Researchers found that instead of zapping energy, light exercise actually created a “second wind” effect on the body and mind, meaning it improved energy levels and reduced fatigue.
4. Exercise Strengthens Willpower
Walking by a Cinnabon at the mall can be a sheer feat of mental will. So it should be no surprise that willpower, the inner power to avoid every temptation, is governed largely by brain power.
A 2013 study published by the British Journal of Sports Medicine studied the impact of brain on our ability to adhere to personal, professional, and healthy goals in a mixed group of participants aging from childhood to 35-years old. The scientists concluded that short stretches of physical activity across all age groups significantly improved inhibition and interference control (or willpower).

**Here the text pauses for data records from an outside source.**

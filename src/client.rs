use std::time::Duration;

use anyhow::{Context, Result};
use chrono::NaiveDate;
use reqwest::header::{HeaderMap, HeaderValue, ACCEPT};
use reqwest::{Client, Response, StatusCode};
use serde::de::DeserializeOwned;
use tracing::{debug, info};

use crate::availability::normalize_free_blocks;
use crate::error::BookingError;
use crate::interval::TimeRange;
use crate::models::{ApiErrorBody, Booking, BookingRecord, FreeBlocksResponse};

/// HTTP client for the box scheduling API.
#[derive(Clone)]
pub struct BoxApiClient {
    client: Client,
    base_url: String,
}

impl BoxApiClient {
    pub fn new(base_url: &str, timeout: Duration) -> Result<Self> {
        let mut headers = HeaderMap::new();
        headers.insert(ACCEPT, HeaderValue::from_static("application/json"));

        let client = Client::builder()
            .default_headers(headers)
            .timeout(timeout)
            .build()
            .context("Failed to build HTTP client")?;

        Ok(Self {
            client,
            base_url: base_url.trim_end_matches('/').to_string(),
        })
    }

    fn url(&self, path: &str) -> String {
        format!("{}/{}", self.base_url, path)
    }

    /// Raw free blocks as the server reports them.
    pub async fn get_free_blocks(
        &self,
        resource_id: u32,
        date: NaiveDate,
    ) -> Result<Vec<TimeRange>, BookingError> {
        let resp = self
            .client
            .get(self.url("free-blocks"))
            .query(&[
                ("resourceId", resource_id.to_string()),
                ("date", date.format("%Y-%m-%d").to_string()),
            ])
            .send()
            .await?;

        let body: FreeBlocksResponse = read_json(resp, "Free blocks").await?;
        debug!(
            "Fetched {} free blocks for box {} on {}",
            body.free_blocks.len(),
            resource_id,
            date
        );
        Ok(body.free_blocks)
    }

    /// Free intervals of one box, re-derived inside the working-day `window`.
    pub async fn free_intervals(
        &self,
        window: TimeRange,
        resource_id: u32,
        date: NaiveDate,
    ) -> Result<Vec<TimeRange>, BookingError> {
        let blocks = self.get_free_blocks(resource_id, date).await?;
        Ok(normalize_free_blocks(window, &blocks))
    }

    /// Bookings on `date`, optionally restricted to one box.
    pub async fn get_bookings(
        &self,
        date: NaiveDate,
        resource_id: Option<u32>,
    ) -> Result<Vec<BookingRecord>, BookingError> {
        let mut query = vec![("date", date.format("%Y-%m-%d").to_string())];
        if let Some(id) = resource_id {
            query.push(("resourceId", id.to_string()));
        }

        let resp = self
            .client
            .get(self.url("bookings"))
            .query(&query)
            .send()
            .await?;

        read_json(resp, "Bookings").await
    }

    pub async fn create_booking(&self, booking: &Booking) -> Result<BookingRecord, BookingError> {
        let resp = self
            .client
            .post(self.url("bookings"))
            .json(booking)
            .send()
            .await?;

        let record: BookingRecord = read_json(resp, "Create booking").await?;
        info!(
            "Booked box {} on {} {} (booking {})",
            record.booking.resource_id, record.booking.date, record.booking.range, record.id
        );
        Ok(record)
    }

    pub async fn release_booking(&self, id: u64) -> Result<(), BookingError> {
        let resp = self
            .client
            .delete(self.url(&format!("bookings/{id}")))
            .send()
            .await?;

        let status = resp.status();
        let text = resp.text().await?;
        debug!("Release response (status {}): {}", status, text);
        check_status(status, &text, "Release booking")?;
        info!("Released booking {}", id);
        Ok(())
    }
}

fn error_message(text: &str) -> String {
    serde_json::from_str::<ApiErrorBody>(text)
        .map(|body| body.error)
        .unwrap_or_else(|_| text.trim().to_string())
}

fn check_status(status: StatusCode, text: &str, what: &str) -> Result<(), BookingError> {
    if status == StatusCode::CONFLICT {
        return Err(BookingError::Conflict(error_message(text)));
    }
    if !status.is_success() {
        return Err(BookingError::Network(format!(
            "{what} failed (status {status}): {}",
            error_message(text)
        )));
    }
    Ok(())
}

async fn read_json<T: DeserializeOwned>(resp: Response, what: &str) -> Result<T, BookingError> {
    let status = resp.status();
    let text = resp.text().await?;
    debug!("{} response (status {}): {}", what, status, text);
    check_status(status, &text, what)?;

    serde_json::from_str(&text).map_err(|e| {
        BookingError::Network(format!("Failed to parse {what} response (status {status}): {e}"))
    })
}
//! Append-only operation log.

// Feature-gated imports
#[cfg(not(feature = "std"))]
use alloc::{format, string::String, vec::Vec};
#[cfg(feature = "std")]
use std::{string::String, vec::Vec};

// External dependencies
use tracing::trace;

// Internal dependencies
use crate::primitives::number::Number;

/// Ordered record of successful calculator operations.
#[derive(Debug, Clone, Default, PartialEq, Eq)]
pub struct History {
    entries: Vec<String>,
}

impl History {
    /// Create an empty history.
    pub fn new() -> Self {
        Self::default()
    }

    /// Record `"{a} {symbol} {b} = {result}"`.
    pub fn record(&mut self, a: Number, symbol: char, b: Number, result: Number) {
        let entry = format!("{a} {symbol} {b} = {result}");
        trace!(entry = entry.as_str(), "recorded calculation");
        self.entries.push(entry);
    }

    /// Entries in call order.
    pub fn entries(&self) -> &[String] {
        &self.entries
    }

    /// Number of entries.
    pub fn len(&self) -> usize {
        self.entries.len()
    }

    /// Check if nothing has been recorded.
    pub fn is_empty(&self) -> bool {
        self.entries.is_empty()
    }

    /// Remove every entry.
    pub fn clear(&mut self) {
        self.entries.clear();
    }
}
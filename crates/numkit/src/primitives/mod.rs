//! Layer 1: Primitives
//!
//! # Purpose
//!
//! This layer provides the primitive types shared by both components: the
//! error enum, the calculator's number type and the processor's input
//! abstraction. It has zero internal dependencies within the crate.
//!
//! # Architecture
//!
//! ```text
//! Layer 4: API
//!   ↓
//! Layer 3: Engine / Calculator
//!   ↓
//! Layer 2: Math
//!   ↓
//! Layer 1: Primitives ← You are here
//! ```

/// Shared error types.
pub mod errors;

/// Integer-or-float numbers.
pub mod number;

/// Input containers accepted by the processor.
pub mod input;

5. Creates Emotional Resilience to Stress
Stress affects us all in different ways, however, this 2014 research study, published in the journal,Frontiers in Psychology, found that just 30-minutes of exercise daily can make a great difference in your emotional state in the fact of stress.
The study exposed a group of participants to a stressful event and monitored the results. Half of the group exercised regularly and the other half were sedentary in lifestyle. Findings showed that the physically fit group maintained a positive attitude and better emotional outlook compared to the sedentary participants.
6. Keep Emotions in Check
If you can’t hold your temper or burst into tears at a sideways glance, this 2006 National Institutes of Health Study may reason that you’re not getting enough exercise. These scientists studied the effects of physical exercise on emotional control, in regards to emotions as part of our psychological makeup as human beings.
Study participants were monitored over a 2 month duration while participating in a regular exercise program. The researchers claimed that even brief bouts of exercise had a positive calming and centering affect on behavioral patterns, emotional control, and emotional stress.
7. Protects the Heart
Doctors often recommend exercise to protect us from numerous chronic diseases. So it shouldn’t surprise you that there are plenty of studies that espouse the benefit of exercise on cardiovascular health and wellness.
One such study was presented in 2008 study by the American Stroke Association, and noted that moderate exercise in men and women, significantly lowered the risk of stroke (by up to 40-percent).